Medical Readers’ Theater (2002), edited by Todd Savitt, contains the scripts for "Fetishes," "Imelda," and "Follow Your Heart." Selzer's stories, "Sarcophagus," "Fetishes," "Imelda," "Whither Thou Goest," and "Atrium," from The Doctor Stories became a theatrical event in 2003 at the University of Colorado, Denver, adapted in collaboration with playwright Kathryn G. Maes. Selzer acted his own part. In 2011 "Diary of an Infidel," a semiautobiographical story about Selzer's time at San Giorgio monastery, across the lagoon from Venice, became a staged reading scripted by Ed Lynch and performed at the Yale Art Gallery. It doubled as a moving tribute to Selzer.

A ballet adaptation of Selzer's short story "Luis," made by playwright Eric Coble and choreographer Mark Tomasic of Verb Ballets, was performed in 2006 at the International Festival of Literature and Medicine, commissioned by Hiram College Center for Literature, Medicine, and Biomedical Humanities, et al. It is a dark fairytale about a scavenger in a Peruvian dump who thinks he has found a fallen star, which is instead radioactive material.

==Legacy==
When asked about his legacy, his quick reply was, "Well, my children and grandchildren, of course." He admitted that his work was read, somewhere, all over the world. "I don’t mean to do it. I just want to write. But people respond to the power of literature. It's a dangerous thing: you can sway people by the power of language and make them do things according to your will. I don’t want to do that. But my work, written decades ago, is used in some anthology or collection, and I have discovered that things I say are counted on by some people today" (Selzer to Stripling).

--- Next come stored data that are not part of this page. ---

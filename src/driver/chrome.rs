//! Chrome/Chromium page driver over the DevTools protocol

use async_trait::async_trait;
use chromiumoxide::browser::{Browser, BrowserConfig as CdpBrowserConfig};
use chromiumoxide::element::Element;
use chromiumoxide::handler::viewport::Viewport;
use chromiumoxide::page::Page;
use futures::StreamExt;
use std::time::Duration;
use tokio::task::JoinHandle;
use tokio::time::Instant;
use tracing::{debug, info, warn};

use super::{DriverError, Locator, PageDriver};
use crate::config::{BrowserConfig, WaitConfig};
use crate::utils::retry::with_retry;

/// A single Chrome session with one page
pub struct ChromeDriver {
    browser: Option<Browser>,
    page: Page,
    handler: JoinHandle<()>,
    poll_interval: Duration,
    click_pause: Duration,
}

impl ChromeDriver {
    /// Launch Chrome and open a blank page
    ///
    /// Launch failures are retried according to `waits.navigation_retries`.
    pub async fn launch(config: &BrowserConfig, waits: &WaitConfig) -> Result<Self, DriverError> {
        let (browser, handler, page) = with_retry(&waits.retry_config(), "launch_browser", || {
            Self::launch_once(config)
        })
        .await?;

        info!(
            headless = config.headless,
            viewport_width = config.viewport_width,
            viewport_height = config.viewport_height,
            "browser launched"
        );

        Ok(Self {
            browser: Some(browser),
            page,
            handler,
            poll_interval: waits.poll_interval(),
            click_pause: waits.click_pause(),
        })
    }

    async fn launch_once(
        config: &BrowserConfig,
    ) -> Result<(Browser, JoinHandle<()>, Page), DriverError> {
        let mut builder = CdpBrowserConfig::builder();

        // chromiumoxide runs headless unless told otherwise
        if !config.headless {
            builder = builder.with_head();
        }

        builder = builder
            .viewport(Viewport {
                width: config.viewport_width,
                height: config.viewport_height,
                device_scale_factor: None,
                emulating_mobile: false,
                is_landscape: true,
                has_touch: false,
            })
            .window_size(config.viewport_width, config.viewport_height)
            .request_timeout(Duration::from_secs(config.navigation_timeout_secs));

        if let Some(ref path) = config.chrome_path {
            builder = builder.chrome_executable(path);
        }

        for arg in &config.chrome_args {
            builder = builder.arg(arg.as_str());
        }

        let cdp_config = builder.build().map_err(|e| {
            DriverError::LaunchFailed(format!("failed to build browser config: {e}"))
        })?;

        let (browser, mut handler) = Browser::launch(cdp_config)
            .await
            .map_err(|e| DriverError::LaunchFailed(e.to_string()))?;

        let handler = tokio::spawn(async move {
            while let Some(event) = handler.next().await {
                if let Err(e) = event {
                    debug!(error = %e, "browser handler event error");
                }
            }
            debug!("browser event handler exited");
        });

        let page = match browser.new_page("about:blank").await {
            Ok(page) => page,
            Err(e) => {
                handler.abort();
                return Err(DriverError::LaunchFailed(format!("failed to open page: {e}")));
            }
        };

        Ok((browser, handler, page))
    }

    fn ensure_open(&self) -> Result<(), DriverError> {
        if self.browser.is_none() {
            return Err(DriverError::Closed);
        }
        Ok(())
    }
}

#[async_trait]
impl PageDriver for ChromeDriver {
    type Element = Element;

    async fn navigate(&mut self, url: &str) -> Result<(), DriverError> {
        self.ensure_open()?;
        self.page
            .goto(url)
            .await
            .map_err(|e| DriverError::NavigationFailed(format!("{url}: {e}")))?;
        debug!(url, "navigated");
        Ok(())
    }

    async fn wait_for(
        &mut self,
        locator: &Locator,
        timeout: Duration,
    ) -> Result<Option<Element>, DriverError> {
        self.ensure_open()?;

        let css = locator.css();
        let deadline = Instant::now() + timeout;

        loop {
            if let Ok(element) = self.page.find_element(css.as_str()).await {
                return Ok(Some(element));
            }

            if Instant::now() >= deadline {
                debug!(%locator, timeout_ms = timeout.as_millis() as u64, "wait timed out");
                return Ok(None);
            }

            tokio::time::sleep(self.poll_interval).await;
        }
    }

    async fn exists(&mut self, locator: &Locator) -> bool {
        if self.browser.is_none() {
            return false;
        }
        self.page.find_element(locator.css()).await.is_ok()
    }

    async fn find(&mut self, locator: &Locator) -> Result<Element, DriverError> {
        self.ensure_open()?;
        self.page
            .find_element(locator.css())
            .await
            .map_err(|_| DriverError::ElementNotFound(locator.to_string()))
    }

    async fn read_text(&mut self, element: &Element) -> Result<String, DriverError> {
        Ok(element.inner_text().await?.unwrap_or_default())
    }

    async fn read_attribute(&mut self, element: &Element, name: &str) -> String {
        match element.attribute(name).await {
            Ok(value) => value.unwrap_or_default(),
            Err(e) => {
                debug!(attribute = name, error = %e, "attribute read failed");
                String::new()
            }
        }
    }

    async fn scroll_into_view(&mut self, element: &Element) -> Result<(), DriverError> {
        element.scroll_into_view().await?;
        Ok(())
    }

    async fn click(&mut self, element: &Element) -> Result<(), DriverError> {
        element.scroll_into_view().await?;
        tokio::time::sleep(self.click_pause).await;
        element.click().await?;
        Ok(())
    }

    async fn shutdown(&mut self) {
        let Some(mut browser) = self.browser.take() else {
            return;
        };

        if let Err(e) = browser.close().await {
            warn!(error = %e, "browser close failed");
        }
        if let Err(e) = browser.wait().await {
            warn!(error = %e, "waiting for browser exit failed");
        }
        self.handler.abort();

        info!("browser session closed");
    }
}

impl Drop for ChromeDriver {
    fn drop(&mut self) {
        // chromiumoxide kills an unclosed browser process on drop; the handler task is ours
        if self.browser.is_some() {
            self.handler.abort();
        }
    }
}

==Honors, fellowships, and awards==
- Columbia School of Journalism National Magazine Award (1975) for Esquire essays
- Pushcart Prize for Fiction, 1982-3 Mercy and Witness
- American Medical Writer's Assn. Book Award (1983) for Letters to a Young Doctor
- Yaddo Residencies (10), from 1977 to 1992
- Rockefeller Foundation, Bellagio Study Center Fellowship, 1979
- Guggenheim Foundation Fellowship, 1985–6
- National Endowment for the Arts Fellowship, 1988
- Pen/Faulkner Award for Fiction, semi-finalist, The Doctor Stories 1998
- The Richard Selzer Lecture, Yale Program for the Humanities in Medicine
- Knife Song Korea (2009), finalist in Fiction & Literature (Literary Fiction category of the "Best Books 2010" Awards, sponsored by USA Book News); silver medalist in 2010 Independent Publishers Book Award in Literary Fiction; 2009 Editor's Choice Award for Fiction by Foreword Magazine
- The Selzer Prize for Writing, Des Moines University, 2010 (see above)
- Honorary degrees (13), including from his alma maters, Union College (1981) and Albany Medical College (1984)
- Contributing Editor: Literature and Medicine, Bellevue Literary Review, Mediphors (A Literary Journal of the Health Humanities), et al.